Content starts
use thiserror::Error;

/// Rejections surfaced back to the originating socket as a
/// `ServerMessage::Error`, never as a protocol-level close.
#[derive(Debug, Error)]
pub enum GatewayError {
    #[error("roomId query parameter is required")]
    MissingRoomId,
    #[error("malformed client message: {0}")]
    InvalidMessage(#[from] serde_json::Error),
    #[error("no room joined yet")]
    NotInRoom,
}

/// Startup-time configuration validation failures.
#[derive(Debug, Error)]
pub enum ConfigError {
    #[error("invalid log level: {value}")]
    InvalidLogLevel { value: String },
    #[error("{field} must be > 0 (got {value})")]
    InvalidNonZero { field: &'static str, value: u64 },
}

/// Store and broadcast fabric failures. Both are best-effort: the caller
/// logs and continues rather than propagating these further, per the
/// "availability over strict consistency" error policy.
#[derive(Debug, Error)]
pub enum StoreError {
    #[error("redis error: {0}")]
    Redis(#[from] redis::RedisError),
    #[error("serialization error: {0}")]
    Serde(#[from] serde_json::Error),
}

#[derive(Debug, Error)]
pub enum BroadcastError {
    #[error("redis error: {0}")]
    Redis(#[from] redis::RedisError),
    #[error("serialization error: {0}")]
    Serde(#[from] serde_json::Error),
}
Content ends
# Required action:
Above are some records. Copy each of their lines that holds the string "value".

# The completed task:
    #[error("invalid log level: {value}")]
    InvalidLogLevel { value: String },
    #[error("{field} must be > 0 (got {value})")]
    InvalidNonZero { field: &'static str, value: u64 },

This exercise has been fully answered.